> **Work item**: If a line in the data below holds the word "StreamingCursor", include it in the count. Give only the final number.

:::::

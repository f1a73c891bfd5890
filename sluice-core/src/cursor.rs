use crate::{
    Connection, ConnectionBroker, ConnectionPool, Executor, FromRow, OperationKind, Params,
    ParsedSql, Result, RowLabeled, Session, sql_context, transaction::StreamClaim,
    stream::{self, BoxStream, Stream, StreamExt, TryStreamExt},
};
use anyhow::Context;
use async_stream::try_stream;
use std::{mem, sync::Arc, time::Duration};

/// Options of a streaming query.
#[derive(Default, Debug, Clone, Copy, PartialEq, Eq)]
pub struct StreamOptions {
    /// Rows skipped once, before the first row is yielded.
    pub offset: u64,
    /// Stop after this many rows.
    pub max_rows: Option<u64>,
    /// Borrow a fresh connection even when the session has a transaction on this data source.
    ///
    /// A cursor joining the transaction holds its connection until closed. Meanwhile every other
    /// operation on the transaction, including its commit and rollback, fails with
    /// [`ErrorKind::Busy`](crate::ErrorKind::Busy). Rows read outside do not see the uncommitted
    /// changes of the transaction.
    pub outside_transaction: bool,
}

impl StreamOptions {
    pub fn new() -> Self {
        Self::default()
    }

    pub fn with_offset(mut self, offset: u64) -> Self {
        self.offset = offset;
        self
    }

    pub fn with_max_rows(mut self, max_rows: u64) -> Self {
        self.max_rows = Some(max_rows);
        self
    }

    pub fn outside_transaction(mut self) -> Self {
        self.outside_transaction = true;
        self
    }
}

struct Deferred<'a, P: ConnectionPool> {
    broker: ConnectionBroker<P>,
    caller: Option<&'a mut P::Connection>,
    session: Option<Session>,
    sql: Arc<ParsedSql>,
    params: Params,
    timeout: Option<Duration>,
}

enum CursorState<'a, P: ConnectionPool> {
    Unstarted(Box<Deferred<'a, P>>),
    Active {
        rows: BoxStream<'a, Result<RowLabeled>>,
        peeked: Option<RowLabeled>,
    },
    Closed,
}

/// Lazy, forward only, single pass sequence of rows.
///
/// Nothing is acquired until the first call to [`has_next`](Self::has_next),
/// [`next`](Self::next), [`skip`](Self::skip) or [`count`](Self::count). From then on the cursor
/// owns the connection lease and the prepared statement, released together (statement first) on
/// [`close`](Self::close), on exhaustion and on the first error. Dropping the cursor closes it.
pub struct StreamingCursor<'a, P: ConnectionPool> {
    state: CursorState<'a, P>,
    options: StreamOptions,
}

impl<'a, P: ConnectionPool> StreamingCursor<'a, P> {
    pub(crate) fn new(
        broker: ConnectionBroker<P>,
        caller: Option<&'a mut P::Connection>,
        session: Option<Session>,
        sql: Arc<ParsedSql>,
        params: Params,
        timeout: Option<Duration>,
        options: StreamOptions,
    ) -> Self {
        Self {
            state: CursorState::Unstarted(Box::new(Deferred {
                broker,
                caller,
                session,
                sql,
                params,
                timeout,
            })),
            options,
        }
    }

    pub fn options(&self) -> &StreamOptions {
        &self.options
    }

    pub fn is_started(&self) -> bool {
        !matches!(self.state, CursorState::Unstarted(..))
    }

    pub fn is_closed(&self) -> bool {
        matches!(self.state, CursorState::Closed)
    }

    async fn materialize(&mut self) -> Result<()> {
        let deferred = match mem::replace(&mut self.state, CursorState::Closed) {
            CursorState::Unstarted(deferred) => *deferred,
            state => {
                self.state = state;
                return Ok(());
            }
        };
        let Deferred {
            broker,
            caller,
            session,
            sql,
            params,
            timeout,
        } = deferred;
        let session = if self.options.outside_transaction {
            None
        } else {
            session.as_ref()
        };
        let mut lease = broker.resolve(caller, session, OperationKind::Read).await?;
        log::debug!("Cursor materialized on a {:?}", lease);
        let claim = lease.context().cloned().map(StreamClaim::new);
        if timeout.is_some() {
            lease.set_query_timeout(timeout)?;
        }
        let mut query = lease
            .prepare(sql.sql().to_string())
            .await
            .with_context(|| sql_context!("preparing", sql.original()))?;
        sql.bind(&mut query, &params)?;
        let offset = self.options.offset;
        let max_rows = self.options.max_rows;
        let rows = try_stream! {
            let _claim = claim;
            let mut lease = lease;
            let mut query = query;
            {
                let mut rows = lease.fetch(&mut query).boxed();
                let mut skipped = 0;
                let mut produced = 0;
                while max_rows.is_none_or(|max| produced < max) {
                    let Some(row) = rows
                        .try_next()
                        .await
                        .with_context(|| sql_context!("streaming", sql.original()))?
                    else {
                        break;
                    };
                    if skipped < offset {
                        skipped += 1;
                        continue;
                    }
                    produced += 1;
                    yield row;
                }
            }
        };
        self.state = CursorState::Active {
            rows: rows.boxed(),
            peeked: None,
        };
        Ok(())
    }

    async fn pull(&mut self) -> Result<Option<RowLabeled>> {
        self.materialize().await?;
        let CursorState::Active { rows, peeked } = &mut self.state else {
            return Ok(None);
        };
        if let Some(row) = peeked.take() {
            return Ok(Some(row));
        }
        match rows.try_next().await {
            Ok(Some(row)) => Ok(Some(row)),
            Ok(None) => {
                self.close();
                Ok(None)
            }
            Err(error) => {
                self.close();
                Err(error)
            }
        }
    }

    pub async fn has_next(&mut self) -> Result<bool> {
        let Some(row) = self.pull().await? else {
            return Ok(false);
        };
        if let CursorState::Active { peeked, .. } = &mut self.state {
            *peeked = Some(row);
        }
        Ok(true)
    }

    pub async fn next(&mut self) -> Result<Option<RowLabeled>> {
        self.pull().await
    }

    pub async fn next_as<T: FromRow>(&mut self) -> Result<Option<T>> {
        self.pull().await?.map(T::from_row).transpose()
    }

    /// Discard up to `n` rows, returns how many were discarded.
    pub async fn skip(&mut self, n: u64) -> Result<u64> {
        let mut skipped = 0;
        while skipped < n && self.pull().await?.is_some() {
            skipped += 1;
        }
        Ok(skipped)
    }

    /// Consume the remaining rows and count them.
    pub async fn count(&mut self) -> Result<u64> {
        let mut count = 0;
        while self.pull().await?.is_some() {
            count += 1;
        }
        Ok(count)
    }

    /// Release everything the cursor holds. Closing again does nothing.
    pub fn close(&mut self) {
        if !self.is_closed() {
            if self.is_started() {
                log::debug!("Cursor closed");
            }
            self.state = CursorState::Closed;
        }
    }

    /// The remaining rows as a stream, closed when it ends or fails.
    pub fn into_stream(self) -> impl Stream<Item = Result<RowLabeled>> + Send + 'a {
        stream::unfold(self, |mut cursor| async move {
            match cursor.next().await {
                Ok(Some(row)) => Some((Ok(row), cursor)),
                Ok(None) => None,
                Err(error) => Some((Err(error), cursor)),
            }
        })
    }
}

:::::

> **Written answer**: 2